DATA SHOWN —
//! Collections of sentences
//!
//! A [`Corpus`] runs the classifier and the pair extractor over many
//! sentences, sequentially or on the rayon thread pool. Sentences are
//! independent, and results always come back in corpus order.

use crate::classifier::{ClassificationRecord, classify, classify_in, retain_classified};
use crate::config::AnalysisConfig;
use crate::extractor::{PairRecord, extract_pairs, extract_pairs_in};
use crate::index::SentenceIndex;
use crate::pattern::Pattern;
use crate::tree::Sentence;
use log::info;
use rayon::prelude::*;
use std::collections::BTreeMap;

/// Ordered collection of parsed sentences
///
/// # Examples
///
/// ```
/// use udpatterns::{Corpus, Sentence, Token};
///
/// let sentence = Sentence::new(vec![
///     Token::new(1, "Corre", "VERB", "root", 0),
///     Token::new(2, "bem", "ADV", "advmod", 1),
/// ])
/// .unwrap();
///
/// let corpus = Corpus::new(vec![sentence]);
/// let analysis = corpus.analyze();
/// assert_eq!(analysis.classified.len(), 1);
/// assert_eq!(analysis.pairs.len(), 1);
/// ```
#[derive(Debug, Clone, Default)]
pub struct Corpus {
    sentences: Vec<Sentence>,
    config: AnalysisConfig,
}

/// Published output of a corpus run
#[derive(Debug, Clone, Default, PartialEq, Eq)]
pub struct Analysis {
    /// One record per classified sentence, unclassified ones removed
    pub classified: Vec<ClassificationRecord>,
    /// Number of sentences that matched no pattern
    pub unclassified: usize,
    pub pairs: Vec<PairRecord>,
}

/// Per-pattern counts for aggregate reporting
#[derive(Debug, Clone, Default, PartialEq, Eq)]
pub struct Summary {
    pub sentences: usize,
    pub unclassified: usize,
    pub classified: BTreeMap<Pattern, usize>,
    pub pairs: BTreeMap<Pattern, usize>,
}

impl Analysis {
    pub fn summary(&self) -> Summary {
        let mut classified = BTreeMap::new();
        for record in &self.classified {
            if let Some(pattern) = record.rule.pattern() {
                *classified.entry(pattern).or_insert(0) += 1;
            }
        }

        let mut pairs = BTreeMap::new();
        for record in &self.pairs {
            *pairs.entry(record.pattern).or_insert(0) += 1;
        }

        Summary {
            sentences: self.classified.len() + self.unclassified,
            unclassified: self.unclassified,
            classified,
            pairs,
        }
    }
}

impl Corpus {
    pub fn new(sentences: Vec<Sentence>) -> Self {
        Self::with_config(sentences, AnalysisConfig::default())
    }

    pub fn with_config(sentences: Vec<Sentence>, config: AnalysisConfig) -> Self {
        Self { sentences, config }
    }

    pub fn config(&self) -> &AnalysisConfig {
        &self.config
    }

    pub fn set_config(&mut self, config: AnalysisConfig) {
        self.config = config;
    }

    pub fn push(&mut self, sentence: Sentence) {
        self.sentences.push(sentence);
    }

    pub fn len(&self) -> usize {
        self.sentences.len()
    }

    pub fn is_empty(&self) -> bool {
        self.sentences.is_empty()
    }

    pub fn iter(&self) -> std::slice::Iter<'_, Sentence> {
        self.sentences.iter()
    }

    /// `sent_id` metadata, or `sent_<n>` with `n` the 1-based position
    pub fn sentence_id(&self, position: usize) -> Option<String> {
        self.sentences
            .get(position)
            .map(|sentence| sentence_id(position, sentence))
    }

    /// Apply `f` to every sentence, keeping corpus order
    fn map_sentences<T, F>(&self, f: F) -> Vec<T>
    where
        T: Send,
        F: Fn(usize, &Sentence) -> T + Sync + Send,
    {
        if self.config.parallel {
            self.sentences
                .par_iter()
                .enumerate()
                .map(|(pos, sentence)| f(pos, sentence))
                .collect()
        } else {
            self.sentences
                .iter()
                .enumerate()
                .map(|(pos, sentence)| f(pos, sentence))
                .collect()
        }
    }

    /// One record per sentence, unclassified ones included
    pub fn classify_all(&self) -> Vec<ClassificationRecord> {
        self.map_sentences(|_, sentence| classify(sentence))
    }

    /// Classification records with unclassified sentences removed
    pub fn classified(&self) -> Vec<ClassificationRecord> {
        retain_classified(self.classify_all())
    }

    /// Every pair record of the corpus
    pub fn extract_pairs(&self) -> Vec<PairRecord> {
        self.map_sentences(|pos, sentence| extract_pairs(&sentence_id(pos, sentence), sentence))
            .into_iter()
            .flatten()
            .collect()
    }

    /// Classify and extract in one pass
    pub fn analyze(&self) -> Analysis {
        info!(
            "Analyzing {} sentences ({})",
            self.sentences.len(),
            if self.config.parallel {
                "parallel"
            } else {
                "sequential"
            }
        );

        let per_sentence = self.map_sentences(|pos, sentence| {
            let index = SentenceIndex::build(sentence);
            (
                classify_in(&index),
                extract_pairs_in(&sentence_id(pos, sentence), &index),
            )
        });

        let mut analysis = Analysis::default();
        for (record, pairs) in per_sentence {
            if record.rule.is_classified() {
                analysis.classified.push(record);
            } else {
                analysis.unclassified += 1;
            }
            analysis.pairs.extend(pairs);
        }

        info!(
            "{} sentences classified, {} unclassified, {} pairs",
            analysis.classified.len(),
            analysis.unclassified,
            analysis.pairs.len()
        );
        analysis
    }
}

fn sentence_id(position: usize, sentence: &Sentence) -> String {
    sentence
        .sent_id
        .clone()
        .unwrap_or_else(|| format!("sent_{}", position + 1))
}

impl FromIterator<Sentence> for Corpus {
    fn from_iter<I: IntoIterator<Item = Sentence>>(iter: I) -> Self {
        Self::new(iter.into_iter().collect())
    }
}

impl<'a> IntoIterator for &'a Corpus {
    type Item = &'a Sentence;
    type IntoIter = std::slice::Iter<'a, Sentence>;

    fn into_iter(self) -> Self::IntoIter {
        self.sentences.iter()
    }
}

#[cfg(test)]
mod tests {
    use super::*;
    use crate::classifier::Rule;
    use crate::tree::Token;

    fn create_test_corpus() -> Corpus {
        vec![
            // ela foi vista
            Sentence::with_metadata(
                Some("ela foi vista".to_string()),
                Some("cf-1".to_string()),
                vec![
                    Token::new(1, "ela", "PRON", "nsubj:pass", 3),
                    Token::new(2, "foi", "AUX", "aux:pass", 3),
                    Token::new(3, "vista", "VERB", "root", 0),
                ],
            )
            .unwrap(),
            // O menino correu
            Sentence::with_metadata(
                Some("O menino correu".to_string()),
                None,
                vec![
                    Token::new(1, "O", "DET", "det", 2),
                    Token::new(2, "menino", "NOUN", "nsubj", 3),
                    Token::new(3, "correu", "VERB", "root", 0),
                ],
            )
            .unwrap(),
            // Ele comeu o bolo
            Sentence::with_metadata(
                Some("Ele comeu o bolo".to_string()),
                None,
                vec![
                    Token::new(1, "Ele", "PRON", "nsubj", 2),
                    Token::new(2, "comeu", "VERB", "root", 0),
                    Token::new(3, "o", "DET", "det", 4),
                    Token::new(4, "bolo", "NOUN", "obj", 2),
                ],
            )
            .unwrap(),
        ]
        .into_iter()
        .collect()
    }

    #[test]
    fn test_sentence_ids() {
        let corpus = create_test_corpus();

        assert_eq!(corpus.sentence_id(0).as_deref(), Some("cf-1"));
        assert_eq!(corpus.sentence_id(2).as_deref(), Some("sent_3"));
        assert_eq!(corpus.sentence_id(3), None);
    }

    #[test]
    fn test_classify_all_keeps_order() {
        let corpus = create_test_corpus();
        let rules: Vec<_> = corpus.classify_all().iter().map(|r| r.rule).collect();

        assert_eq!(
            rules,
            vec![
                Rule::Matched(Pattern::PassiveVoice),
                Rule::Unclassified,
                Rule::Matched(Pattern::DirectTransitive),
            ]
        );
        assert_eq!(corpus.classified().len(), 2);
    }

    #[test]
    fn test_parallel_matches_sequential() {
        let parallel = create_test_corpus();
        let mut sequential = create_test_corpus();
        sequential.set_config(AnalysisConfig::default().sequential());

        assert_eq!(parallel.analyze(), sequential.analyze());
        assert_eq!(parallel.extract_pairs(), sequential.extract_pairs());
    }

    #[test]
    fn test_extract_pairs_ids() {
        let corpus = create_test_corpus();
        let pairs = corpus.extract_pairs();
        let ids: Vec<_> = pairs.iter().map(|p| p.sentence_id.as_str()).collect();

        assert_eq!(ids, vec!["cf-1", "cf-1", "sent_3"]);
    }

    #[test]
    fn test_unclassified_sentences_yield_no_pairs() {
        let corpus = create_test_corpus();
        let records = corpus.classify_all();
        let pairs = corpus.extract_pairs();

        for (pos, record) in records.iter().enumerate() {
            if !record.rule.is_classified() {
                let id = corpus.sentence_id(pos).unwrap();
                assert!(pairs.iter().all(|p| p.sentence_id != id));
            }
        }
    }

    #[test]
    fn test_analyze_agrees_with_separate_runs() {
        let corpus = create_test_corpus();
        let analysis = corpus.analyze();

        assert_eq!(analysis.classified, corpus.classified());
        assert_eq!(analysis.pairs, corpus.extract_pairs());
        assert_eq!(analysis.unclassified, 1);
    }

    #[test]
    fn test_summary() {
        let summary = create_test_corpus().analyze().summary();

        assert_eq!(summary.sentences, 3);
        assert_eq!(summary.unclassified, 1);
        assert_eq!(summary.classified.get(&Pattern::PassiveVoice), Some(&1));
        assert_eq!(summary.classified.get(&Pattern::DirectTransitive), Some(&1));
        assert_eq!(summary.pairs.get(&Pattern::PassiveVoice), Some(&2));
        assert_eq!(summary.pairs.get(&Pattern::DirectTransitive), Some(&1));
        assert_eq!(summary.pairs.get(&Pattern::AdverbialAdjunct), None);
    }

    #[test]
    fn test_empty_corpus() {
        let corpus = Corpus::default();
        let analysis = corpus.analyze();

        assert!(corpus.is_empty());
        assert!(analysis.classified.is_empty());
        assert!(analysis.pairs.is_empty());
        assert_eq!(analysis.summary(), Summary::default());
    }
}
* * *
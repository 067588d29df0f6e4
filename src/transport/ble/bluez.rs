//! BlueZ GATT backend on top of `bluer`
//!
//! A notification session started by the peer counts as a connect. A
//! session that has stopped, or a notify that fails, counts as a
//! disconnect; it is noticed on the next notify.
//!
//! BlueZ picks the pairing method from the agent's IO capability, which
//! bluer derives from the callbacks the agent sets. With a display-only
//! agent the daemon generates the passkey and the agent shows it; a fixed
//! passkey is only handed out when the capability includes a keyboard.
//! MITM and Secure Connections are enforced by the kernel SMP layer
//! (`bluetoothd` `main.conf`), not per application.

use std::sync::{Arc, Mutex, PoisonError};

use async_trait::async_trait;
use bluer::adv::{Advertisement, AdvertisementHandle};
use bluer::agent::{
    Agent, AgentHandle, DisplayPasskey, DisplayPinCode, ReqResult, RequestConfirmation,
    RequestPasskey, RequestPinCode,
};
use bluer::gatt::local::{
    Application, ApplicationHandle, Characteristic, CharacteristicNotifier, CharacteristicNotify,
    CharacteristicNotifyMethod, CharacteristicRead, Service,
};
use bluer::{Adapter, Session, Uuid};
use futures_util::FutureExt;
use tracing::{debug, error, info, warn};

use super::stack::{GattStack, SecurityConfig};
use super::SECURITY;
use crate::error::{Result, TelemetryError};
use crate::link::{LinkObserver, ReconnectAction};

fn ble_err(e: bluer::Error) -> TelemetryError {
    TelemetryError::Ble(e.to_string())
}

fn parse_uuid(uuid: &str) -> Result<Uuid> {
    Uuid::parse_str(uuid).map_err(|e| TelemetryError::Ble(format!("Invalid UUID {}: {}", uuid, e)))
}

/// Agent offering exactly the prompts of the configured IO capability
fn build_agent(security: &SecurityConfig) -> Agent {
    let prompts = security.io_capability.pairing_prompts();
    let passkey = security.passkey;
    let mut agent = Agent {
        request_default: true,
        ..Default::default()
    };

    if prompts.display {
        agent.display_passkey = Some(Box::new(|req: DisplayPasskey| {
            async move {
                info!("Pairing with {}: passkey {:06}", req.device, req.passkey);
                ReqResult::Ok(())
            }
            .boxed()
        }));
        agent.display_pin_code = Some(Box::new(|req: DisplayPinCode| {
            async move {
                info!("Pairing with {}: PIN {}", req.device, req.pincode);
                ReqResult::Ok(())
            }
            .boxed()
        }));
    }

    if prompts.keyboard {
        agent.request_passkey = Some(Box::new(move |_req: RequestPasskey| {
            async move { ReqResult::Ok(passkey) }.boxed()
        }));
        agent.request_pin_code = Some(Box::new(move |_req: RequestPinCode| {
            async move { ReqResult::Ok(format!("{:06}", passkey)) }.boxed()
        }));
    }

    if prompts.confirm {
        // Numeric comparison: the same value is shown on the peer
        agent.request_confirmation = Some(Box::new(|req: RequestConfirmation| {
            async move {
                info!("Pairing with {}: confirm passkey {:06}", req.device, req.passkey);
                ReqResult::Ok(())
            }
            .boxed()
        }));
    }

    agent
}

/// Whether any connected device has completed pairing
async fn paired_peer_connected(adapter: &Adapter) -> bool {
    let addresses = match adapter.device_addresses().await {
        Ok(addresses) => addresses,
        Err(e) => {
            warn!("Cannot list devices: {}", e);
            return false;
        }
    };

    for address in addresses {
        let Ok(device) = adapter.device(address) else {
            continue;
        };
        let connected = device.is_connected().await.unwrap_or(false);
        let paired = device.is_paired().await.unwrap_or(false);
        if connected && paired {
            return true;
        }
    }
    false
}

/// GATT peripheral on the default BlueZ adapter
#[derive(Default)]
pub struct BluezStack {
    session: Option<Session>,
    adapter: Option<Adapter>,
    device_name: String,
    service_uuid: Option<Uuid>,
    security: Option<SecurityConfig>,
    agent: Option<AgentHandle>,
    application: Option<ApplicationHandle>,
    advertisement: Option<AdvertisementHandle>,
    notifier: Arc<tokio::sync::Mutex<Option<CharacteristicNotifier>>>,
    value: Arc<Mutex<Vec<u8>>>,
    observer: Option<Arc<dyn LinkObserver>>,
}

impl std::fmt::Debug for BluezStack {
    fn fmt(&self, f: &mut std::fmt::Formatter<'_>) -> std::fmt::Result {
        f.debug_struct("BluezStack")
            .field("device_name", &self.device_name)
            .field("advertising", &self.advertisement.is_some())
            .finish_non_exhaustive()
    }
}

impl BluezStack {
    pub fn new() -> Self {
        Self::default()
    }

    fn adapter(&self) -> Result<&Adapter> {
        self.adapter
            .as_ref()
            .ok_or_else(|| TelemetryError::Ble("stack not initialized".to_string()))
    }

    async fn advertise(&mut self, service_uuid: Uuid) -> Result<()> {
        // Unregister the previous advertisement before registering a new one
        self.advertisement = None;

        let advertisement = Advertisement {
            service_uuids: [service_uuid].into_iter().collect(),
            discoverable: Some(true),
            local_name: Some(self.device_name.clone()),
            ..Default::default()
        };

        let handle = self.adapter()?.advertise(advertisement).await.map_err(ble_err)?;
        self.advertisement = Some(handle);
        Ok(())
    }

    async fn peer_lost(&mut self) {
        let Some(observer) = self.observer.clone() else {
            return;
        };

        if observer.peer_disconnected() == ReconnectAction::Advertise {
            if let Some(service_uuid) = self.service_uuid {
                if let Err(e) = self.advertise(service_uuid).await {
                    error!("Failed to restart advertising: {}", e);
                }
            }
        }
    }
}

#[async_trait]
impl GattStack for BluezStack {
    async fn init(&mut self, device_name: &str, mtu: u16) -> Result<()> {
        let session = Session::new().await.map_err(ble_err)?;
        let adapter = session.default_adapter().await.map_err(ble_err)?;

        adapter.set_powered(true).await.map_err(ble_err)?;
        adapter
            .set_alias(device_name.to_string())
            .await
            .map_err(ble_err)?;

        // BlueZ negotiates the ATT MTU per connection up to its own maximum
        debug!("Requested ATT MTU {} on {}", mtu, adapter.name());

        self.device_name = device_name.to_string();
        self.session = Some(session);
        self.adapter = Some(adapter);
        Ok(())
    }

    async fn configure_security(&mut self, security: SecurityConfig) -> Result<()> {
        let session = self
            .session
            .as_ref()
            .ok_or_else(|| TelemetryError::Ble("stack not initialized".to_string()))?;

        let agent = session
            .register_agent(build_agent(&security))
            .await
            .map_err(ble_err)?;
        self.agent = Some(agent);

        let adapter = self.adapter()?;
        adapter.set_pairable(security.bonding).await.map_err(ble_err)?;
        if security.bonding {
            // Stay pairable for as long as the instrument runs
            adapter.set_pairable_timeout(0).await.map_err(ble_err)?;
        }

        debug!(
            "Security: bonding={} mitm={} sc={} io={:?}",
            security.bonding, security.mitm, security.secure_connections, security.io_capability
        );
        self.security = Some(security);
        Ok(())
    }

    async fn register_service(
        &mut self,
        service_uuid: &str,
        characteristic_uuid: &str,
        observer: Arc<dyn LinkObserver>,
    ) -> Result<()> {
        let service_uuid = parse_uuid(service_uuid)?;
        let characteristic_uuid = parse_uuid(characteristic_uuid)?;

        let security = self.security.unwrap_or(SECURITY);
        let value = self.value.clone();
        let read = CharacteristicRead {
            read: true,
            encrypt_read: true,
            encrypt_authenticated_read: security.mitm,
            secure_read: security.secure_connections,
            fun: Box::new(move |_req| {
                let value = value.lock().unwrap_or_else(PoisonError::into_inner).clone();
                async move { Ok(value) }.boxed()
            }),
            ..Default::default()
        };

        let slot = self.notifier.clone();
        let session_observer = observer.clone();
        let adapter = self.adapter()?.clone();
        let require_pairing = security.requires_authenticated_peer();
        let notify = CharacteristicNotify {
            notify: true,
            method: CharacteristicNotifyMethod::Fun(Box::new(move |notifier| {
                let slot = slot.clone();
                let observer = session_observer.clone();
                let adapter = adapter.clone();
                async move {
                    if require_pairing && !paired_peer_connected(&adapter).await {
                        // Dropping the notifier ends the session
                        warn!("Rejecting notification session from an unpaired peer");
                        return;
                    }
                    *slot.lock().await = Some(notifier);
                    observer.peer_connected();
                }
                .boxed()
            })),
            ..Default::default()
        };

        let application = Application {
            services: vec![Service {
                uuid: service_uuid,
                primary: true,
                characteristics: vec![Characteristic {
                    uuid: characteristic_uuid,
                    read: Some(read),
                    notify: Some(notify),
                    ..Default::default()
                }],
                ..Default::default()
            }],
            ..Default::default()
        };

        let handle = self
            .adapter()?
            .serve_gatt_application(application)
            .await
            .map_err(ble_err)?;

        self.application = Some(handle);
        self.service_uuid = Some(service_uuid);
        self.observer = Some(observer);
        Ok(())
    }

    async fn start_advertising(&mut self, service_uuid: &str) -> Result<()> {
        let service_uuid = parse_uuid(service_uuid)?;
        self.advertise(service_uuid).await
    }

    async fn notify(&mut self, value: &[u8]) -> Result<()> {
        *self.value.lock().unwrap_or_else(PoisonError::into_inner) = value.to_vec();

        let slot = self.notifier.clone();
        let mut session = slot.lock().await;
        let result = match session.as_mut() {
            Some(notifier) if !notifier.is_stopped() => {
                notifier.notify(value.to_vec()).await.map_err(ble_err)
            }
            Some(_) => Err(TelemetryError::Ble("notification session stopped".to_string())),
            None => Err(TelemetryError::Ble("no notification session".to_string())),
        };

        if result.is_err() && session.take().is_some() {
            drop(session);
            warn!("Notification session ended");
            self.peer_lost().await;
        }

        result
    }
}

WHAT IS NEEDED —
Only lines of the data holding the word "field" go in the answer. Please copy each of them.

EXERCISE RESULT —
            .field("device_name", &self.device_name)
            .field("advertising", &self.advertisement.is_some())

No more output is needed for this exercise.